Much will depend on the political transition

Finnish firm Nokia, which recently sold its mobile devices unit to U.S software giant Microsoft, wants to address its multi-million dollar tax dispute with the Centre under the bilateral investment treaty between Finland and India.

According to people with direct knowledge of the matter, this move could be a precursor to settling its tax issues through arbitration or mediation, the way telecom operator Vodafone has done recently.

Nokia is currently involved in a Rs. 21,000-crore tax dispute with Government in a legal wrangle that has blocked the company’s Chennai plant from being transferred to Microsoft as part of the mobile unit acquisition.

Letter to PM

The company has sent a letter to Prime Minister Manmohan Singh a few weeks ago, indicating that it wanted to invoke the bilateral investment treaty in order to come to an amicable resolution.

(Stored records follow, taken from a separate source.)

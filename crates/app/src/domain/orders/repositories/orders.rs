//! Orders Repository

use bazaar::{
    catalog::{ProductUuid, VariantUuid},
    customers::{PaymentMethod, PhoneNumber},
    orders::{
        DraftItem, IdempotencyKey, OrderDraft, OrderItem, OrderNumber, OrderStatus, OrderUuid,
        PaymentReference, PaymentStatus,
    },
};
use jiff_sqlx::Timestamp as SqlxTimestamp;
use rustc_hash::FxHashMap;
use sqlx::{FromRow, Postgres, Row, Transaction, postgres::PgRow, query, query_as};
use thiserror::Error;
use uuid::Uuid;

use crate::domain::{
    columns::{try_get_amount, try_get_count, try_i32_from_u32, try_i64_from_u64},
    orders::records::{OrderItemRecord, OrderRecord},
};

const INSERT_ORDER_SQL: &str = include_str!("../sql/insert_order.sql");
const INSERT_ORDER_ITEM_SQL: &str = include_str!("../sql/insert_order_item.sql");
const FIND_ORDER_BY_NUMBER_SQL: &str = include_str!("../sql/find_order_by_number.sql");
const FIND_ORDER_BY_IDEMPOTENCY_KEY_SQL: &str =
    include_str!("../sql/find_order_by_idempotency_key.sql");
const FIND_ORDERS_BY_PHONE_SQL: &str = include_str!("../sql/find_orders_by_phone.sql");
const FIND_ORDERS_BY_USER_SQL: &str = include_str!("../sql/find_orders_by_user.sql");
const FIND_RECENT_ORDERS_SQL: &str = include_str!("../sql/find_recent_orders.sql");
const FIND_ORDER_ITEMS_SQL: &str = include_str!("../sql/find_order_items.sql");
const UPDATE_ORDER_STATUS_SQL: &str = include_str!("../sql/update_order_status.sql");

#[derive(Debug, Error)]
#[error("unrecognised value '{0}'")]
struct UnknownValue(String);

fn unknown_value(column: &str, value: String) -> sqlx::Error {
    sqlx::Error::ColumnDecode {
        index: column.to_string(),
        source: Box::new(UnknownValue(value)),
    }
}

#[derive(Debug, Clone, Default)]
pub(crate) struct PgOrdersRepository;

impl PgOrdersRepository {
    #[must_use]
    pub(crate) fn new() -> Self {
        Self
    }

    /// Insert the order header. Returns `None` when the order number or
    /// idempotency key is already taken.
    pub(crate) async fn insert_order(
        &self,
        tx: &mut Transaction<'_, Postgres>,
        uuid: OrderUuid,
        draft: &OrderDraft,
    ) -> Result<Option<OrderRecord>, sqlx::Error> {
        let customer = draft.customer();
        let reference = PaymentReference::from_payment(draft.payment());
        let (bkash_number, bkash_trx_id) = reference
            .map(|reference| (reference.bkash_number, reference.bkash_trx_id))
            .unzip();

        query_as::<Postgres, OrderRecord>(INSERT_ORDER_SQL)
            .bind(uuid.into_uuid())
            .bind(draft.order_number().as_str())
            .bind(draft.idempotency_key().map(IdempotencyKey::as_str))
            .bind(customer.name.as_str())
            .bind(customer.phone.as_str())
            .bind(customer.address.as_str())
            .bind(customer.email.as_deref())
            .bind(draft.user())
            .bind(draft.payment().method().as_str())
            .bind(bkash_number)
            .bind(bkash_trx_id)
            .bind(try_i64_from_u64(draft.subtotal(), "subtotal")?)
            .bind(try_i64_from_u64(draft.discount(), "discount")?)
            .bind(try_i64_from_u64(draft.total(), "total")?)
            .bind(draft.coupon().map(|coupon| coupon.uuid.into_uuid()))
            .bind(draft.coupon().map(|coupon| coupon.code.as_str()))
            .bind(SqlxTimestamp::from(draft.created_at()))
            .fetch_optional(&mut **tx)
            .await
    }

    pub(crate) async fn insert_items(
        &self,
        tx: &mut Transaction<'_, Postgres>,
        order: OrderUuid,
        items: &[DraftItem],
    ) -> Result<(), sqlx::Error> {
        for (position, item) in (0_u32..).zip(items) {
            query(INSERT_ORDER_ITEM_SQL)
                .bind(order.into_uuid())
                .bind(try_i32_from_u32(position, "position")?)
                .bind(item.key.product.into_uuid())
                .bind(item.key.variant.map(VariantUuid::into_uuid))
                .bind(item.name.as_str())
                .bind(try_i32_from_u32(item.quantity, "quantity")?)
                .bind(try_i64_from_u64(item.unit_price, "unit_price")?)
                .bind(try_i64_from_u64(item.line_total, "line_total")?)
                .execute(&mut **tx)
                .await?;
        }

        Ok(())
    }

    /// Keys are scoped to the customer's phone; another customer's key never
    /// matches.
    pub(crate) async fn find_by_idempotency_key(
        &self,
        tx: &mut Transaction<'_, Postgres>,
        phone: &PhoneNumber,
        key: &IdempotencyKey,
    ) -> Result<Option<OrderRecord>, sqlx::Error> {
        query_as::<Postgres, OrderRecord>(FIND_ORDER_BY_IDEMPOTENCY_KEY_SQL)
            .bind(phone.as_str())
            .bind(key.as_str())
            .fetch_optional(&mut **tx)
            .await
    }

    pub(crate) async fn find_by_number(
        &self,
        tx: &mut Transaction<'_, Postgres>,
        order_number: &OrderNumber,
    ) -> Result<OrderRecord, sqlx::Error> {
        query_as::<Postgres, OrderRecord>(FIND_ORDER_BY_NUMBER_SQL)
            .bind(order_number.as_str())
            .fetch_one(&mut **tx)
            .await
    }

    /// Orders placed with a phone number, newest first.
    pub(crate) async fn find_by_phone(
        &self,
        tx: &mut Transaction<'_, Postgres>,
        phone: &str,
    ) -> Result<Vec<OrderRecord>, sqlx::Error> {
        query_as::<Postgres, OrderRecord>(FIND_ORDERS_BY_PHONE_SQL)
            .bind(phone)
            .fetch_all(&mut **tx)
            .await
    }

    /// Orders placed by a signed-in customer, newest first.
    pub(crate) async fn find_by_user(
        &self,
        tx: &mut Transaction<'_, Postgres>,
        user: Uuid,
    ) -> Result<Vec<OrderRecord>, sqlx::Error> {
        query_as::<Postgres, OrderRecord>(FIND_ORDERS_BY_USER_SQL)
            .bind(user)
            .fetch_all(&mut **tx)
            .await
    }

    pub(crate) async fn find_recent(
        &self,
        tx: &mut Transaction<'_, Postgres>,
        limit: u32,
        offset: u32,
    ) -> Result<Vec<OrderRecord>, sqlx::Error> {
        query_as::<Postgres, OrderRecord>(FIND_RECENT_ORDERS_SQL)
            .bind(i64::from(limit))
            .bind(i64::from(offset))
            .fetch_all(&mut **tx)
            .await
    }

    /// Items of the given orders, keyed by order and in line order.
    pub(crate) async fn find_items(
        &self,
        tx: &mut Transaction<'_, Postgres>,
        orders: &[OrderUuid],
    ) -> Result<FxHashMap<OrderUuid, Vec<OrderItem>>, sqlx::Error> {
        let mut items: FxHashMap<OrderUuid, Vec<OrderItem>> = FxHashMap::default();

        if orders.is_empty() {
            return Ok(items);
        }

        let uuids: Vec<Uuid> = orders.iter().map(|order| order.into_uuid()).collect();

        let records = query_as::<Postgres, OrderItemRecord>(FIND_ORDER_ITEMS_SQL)
            .bind(&uuids)
            .fetch_all(&mut **tx)
            .await?;

        for record in records {
            items.entry(record.order_uuid).or_default().push(record.item);
        }

        Ok(items)
    }

    /// Compare-and-set both statuses. Returns `None` when either status no
    /// longer matches `expected`.
    pub(crate) async fn update_status(
        &self,
        tx: &mut Transaction<'_, Postgres>,
        order: OrderUuid,
        expected: (OrderStatus, PaymentStatus),
        next: (OrderStatus, PaymentStatus),
    ) -> Result<Option<OrderRecord>, sqlx::Error> {
        query_as::<Postgres, OrderRecord>(UPDATE_ORDER_STATUS_SQL)
            .bind(order.into_uuid())
            .bind(expected.0.as_str())
            .bind(expected.1.as_str())
            .bind(next.0.as_str())
            .bind(next.1.as_str())
            .fetch_optional(&mut **tx)
            .await
    }
}

impl<'r> FromRow<'r, PgRow> for OrderRecord {
    fn from_row(row: &'r PgRow) -> sqlx::Result<Self> {
        let payment_method: String = row.try_get("payment_method")?;
        let order_status: String = row.try_get("order_status")?;
        let payment_status: String = row.try_get("payment_status")?;

        let bkash_number: Option<String> = row.try_get("bkash_number")?;
        let bkash_trx_id: Option<String> = row.try_get("bkash_trx_id")?;

        let payment_reference = bkash_number
            .zip(bkash_trx_id)
            .map(|(bkash_number, bkash_trx_id)| PaymentReference {
                bkash_number,
                bkash_trx_id,
            });

        Ok(Self {
            uuid: OrderUuid::from_uuid(row.try_get("uuid")?),
            order_number: OrderNumber::from_storage(row.try_get("order_number")?),
            customer_name: row.try_get("customer_name")?,
            customer_phone: row.try_get("customer_phone")?,
            customer_address: row.try_get("customer_address")?,
            customer_email: row.try_get("customer_email")?,
            user_uuid: row.try_get("user_uuid")?,
            payment_method: PaymentMethod::from_storage(&payment_method)
                .ok_or_else(|| unknown_value("payment_method", payment_method))?,
            payment_reference,
            subtotal: try_get_amount(row, "subtotal")?,
            discount: try_get_amount(row, "discount")?,
            total: try_get_amount(row, "total")?,
            coupon_code: row.try_get("coupon_code")?,
            order_status: OrderStatus::from_storage(&order_status)
                .ok_or_else(|| unknown_value("order_status", order_status))?,
            payment_status: PaymentStatus::from_storage(&payment_status)
                .ok_or_else(|| unknown_value("payment_status", payment_status))?,
            created_at: row.try_get::<SqlxTimestamp, _>("created_at")?.to_jiff(),
            updated_at: row.try_get::<SqlxTimestamp, _>("updated_at")?.to_jiff(),
        })
    }
}

impl<'r> FromRow<'r, PgRow> for OrderItemRecord {
    fn from_row(row: &'r PgRow) -> sqlx::Result<Self> {
        Ok(Self {
            order_uuid: OrderUuid::from_uuid(row.try_get("order_uuid")?),
            position: try_get_count(row, "position")?,
            item: OrderItem {
                product_uuid: ProductUuid::from_uuid(row.try_get("product_uuid")?),
                variant_uuid: row
                    .try_get::<Option<Uuid>, _>("variant_uuid")?
                    .map(VariantUuid::from_uuid),
                name: row.try_get("name")?,
                quantity: try_get_count(row, "quantity")?,
                unit_price: try_get_amount(row, "unit_price")?,
                line_total: try_get_amount(row, "line_total")?,
            },
        })
    }
}
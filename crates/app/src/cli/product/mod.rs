use clap::{Args, Subcommand};

mod create;
mod set_price;

#[derive(Debug, Args)]
pub(crate) struct ProductCommand {
    #[command(subcommand)]
    command: ProductSubcommand,
}

#[derive(Debug, Subcommand)]
enum ProductSubcommand {
    Create(create::CreateProductArgs),
    SetPrice(set_price::SetPriceArgs),
}

pub(crate) async fn run(command: ProductCommand) -> Result<(), String> {
    match command.command {
        ProductSubcommand::Create(args) => create::run(args).await,
        ProductSubcommand::SetPrice(args) => set_price::run(args).await,
    }
}
//! Prometheus metrics collection and exposition endpoint.

use std::sync::OnceLock;

use prometheus::{
    Encoder, HistogramOpts, HistogramVec, IntCounter, IntCounterVec, IntGauge, Opts, Registry,
    TextEncoder, core::Collector,
};
use salvo::{
    Request, Response, handler,
    http::{
        StatusCode,
        header::{CONTENT_TYPE, HeaderValue},
    },
};
use tracing::error;

#[derive(Debug)]
struct Metrics {
    registry: Registry,
    requests_total: IntCounterVec,
    request_duration_seconds: HistogramVec,
    requests_in_flight: IntGauge,
    orders_placed_total: IntCounter,
    checkout_rejections_total: IntCounterVec,
}

static METRICS: OnceLock<Option<Metrics>> = OnceLock::new();

#[derive(Debug)]
pub(super) struct InFlightRequestGuard {
    tracked: bool,
}

impl InFlightRequestGuard {
    pub(super) fn track() -> Self {
        if let Some(metrics) = metrics() {
            metrics.requests_in_flight.inc();
            return Self { tracked: true };
        }

        Self { tracked: false }
    }
}

impl Drop for InFlightRequestGuard {
    fn drop(&mut self) {
        if self.tracked
            && let Some(metrics) = metrics()
        {
            metrics.requests_in_flight.dec();
        }
    }
}

pub(super) fn observe_request(method: &str, route: &str, status_code: u16, duration_seconds: f64) {
    let Some(metrics) = metrics() else {
        return;
    };

    let status_class = status_class(status_code);
    let status_code = status_code.to_string();

    metrics
        .requests_total
        .with_label_values(&[method, route, status_class, status_code.as_str()])
        .inc();

    metrics
        .request_duration_seconds
        .with_label_values(&[method, route])
        .observe(duration_seconds);
}

/// Count a committed order. Replays of an earlier submission are not counted.
pub(crate) fn record_order_placed() {
    if let Some(metrics) = metrics() {
        metrics.orders_placed_total.inc();
    }
}

/// Count a checkout refused with a machine-readable reason.
pub(crate) fn record_checkout_rejection(reason: &str) {
    if let Some(metrics) = metrics() {
        metrics
            .checkout_rejections_total
            .with_label_values(&[reason])
            .inc();
    }
}

#[handler]
pub(crate) async fn metrics_handler(_req: &mut Request, res: &mut Response) {
    let Some(metrics) = metrics() else {
        res.status_code(StatusCode::INTERNAL_SERVER_ERROR);
        return;
    };

    let encoder = TextEncoder::new();
    let metric_families = metrics.registry.gather();

    let mut encoded = Vec::new();

    if let Err(source) = encoder.encode(&metric_families, &mut encoded) {
        error!("failed to encode metrics response: {source}");
        res.status_code(StatusCode::INTERNAL_SERVER_ERROR);

        return;
    }

    let content_type = match HeaderValue::from_str(encoder.format_type()) {
        Ok(value) => value,
        Err(source) => {
            error!("failed to encode metrics content type header: {source}");
            res.status_code(StatusCode::INTERNAL_SERVER_ERROR);

            return;
        }
    };

    res.headers_mut().insert(CONTENT_TYPE, content_type);
    res.render(String::from_utf8_lossy(&encoded).into_owned());
}

fn metrics() -> Option<&'static Metrics> {
    METRICS.get_or_init(build_metrics).as_ref()
}

fn register<C>(registry: &Registry, name: &str, metric: Result<C, prometheus::Error>) -> Option<C>
where
    C: Collector + Clone + 'static,
{
    let metric = match metric {
        Ok(metric) => metric,
        Err(source) => {
            error!("failed to create {name} metric: {source}");
            return None;
        }
    };

    if let Err(source) = registry.register(Box::new(metric.clone())) {
        error!("failed to register {name} metric: {source}");
        return None;
    }

    Some(metric)
}

fn build_metrics() -> Option<Metrics> {
    let registry = Registry::new();

    let requests_total = register(
        &registry,
        "requests_total",
        IntCounterVec::new(
            Opts::new(
                "bazaar_json_http_requests_total",
                "Total HTTP requests partitioned by method, route, status class, and status code.",
            ),
            &["method", "route", "status_class", "status_code"],
        ),
    )?;

    let request_duration_seconds = register(
        &registry,
        "request_duration",
        HistogramVec::new(
            HistogramOpts::new(
                "bazaar_json_http_request_duration_seconds",
                "HTTP request duration in seconds partitioned by method and route.",
            )
            .buckets(vec![
                0.001, 0.0025, 0.005, 0.01, 0.025, 0.05, 0.1, 0.25, 0.5, 1.0, 2.5, 5.0, 10.0,
            ]),
            &["method", "route"],
        ),
    )?;

    let requests_in_flight = register(
        &registry,
        "in-flight gauge",
        IntGauge::with_opts(Opts::new(
            "bazaar_json_http_requests_in_flight",
            "Current number of in-flight HTTP requests.",
        )),
    )?;

    let orders_placed_total = register(
        &registry,
        "orders_placed",
        IntCounter::with_opts(Opts::new(
            "bazaar_json_orders_placed_total",
            "Orders committed through the checkout endpoint.",
        )),
    )?;

    let checkout_rejections_total = register(
        &registry,
        "checkout_rejections",
        IntCounterVec::new(
            Opts::new(
                "bazaar_json_checkout_rejections_total",
                "Checkouts refused, partitioned by reason code.",
            ),
            &["reason"],
        ),
    )?;

    Some(Metrics {
        registry,
        requests_total,
        request_duration_seconds,
        requests_in_flight,
        orders_placed_total,
        checkout_rejections_total,
    })
}

fn status_class(status_code: u16) -> &'static str {
    match status_code {
        100..=199 => "1xx",
        200..=299 => "2xx",
        300..=399 => "3xx",
        400..=499 => "4xx",
        500..=599 => "5xx",
        _ => "other",
    }
}

#[cfg(test)]
mod tests {
    use salvo::{
        Router, Service,
        test::{ResponseExt, TestClient},
    };

    use super::*;

    #[tokio::test]
    async fn metrics_endpoint_exposes_http_and_checkout_metrics() {
        observe_request("POST", "/orders", 201, 0.042);
        observe_request("POST", "/orders", 422, 0.017);
        record_order_placed();
        record_checkout_rejection("INSUFFICIENT_STOCK");

        let service =
            Service::new(Router::new().push(Router::with_path("metrics").get(metrics_handler)));

        let response = TestClient::get("http://example.com/metrics")
            .send(&service)
            .await
            .take_string()
            .await
            .unwrap_or_default();

        for name in [
            "bazaar_json_http_requests_total",
            "bazaar_json_http_request_duration_seconds",
            "bazaar_json_http_requests_in_flight",
            "bazaar_json_orders_placed_total",
        ] {
            assert!(response.contains(name), "expected {name} in response");
        }

        assert!(
            response.contains(r#"bazaar_json_checkout_rejections_total{reason="INSUFFICIENT_STOCK"}"#),
            "expected labelled rejection counter in response"
        );
    }

    #[test]
    fn status_codes_group_by_class() {
        assert_eq!(status_class(201), "2xx");
        assert_eq!(status_class(409), "4xx");
        assert_eq!(status_class(503), "5xx");
        assert_eq!(status_class(42), "other");
    }
}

According to people with knowledge of the matter, the firm plans on moving for international arbitration in the coming months, though much would depend on the political transition that would take place in the coming weeks.

When contacted, a Nokia spokesperson confirmed that a letter had been sent.

“Nokia is keen to work with authorities in India to resolve the tax disputes. As one of our actions Nokia has sent a letter under Finland India Bilateral Investment Treaty (BIT) to the Hon’ble Prime Minister of India. The letter seeks for amicable resolution of the current tax disputes,” the spokesperson said in a statement.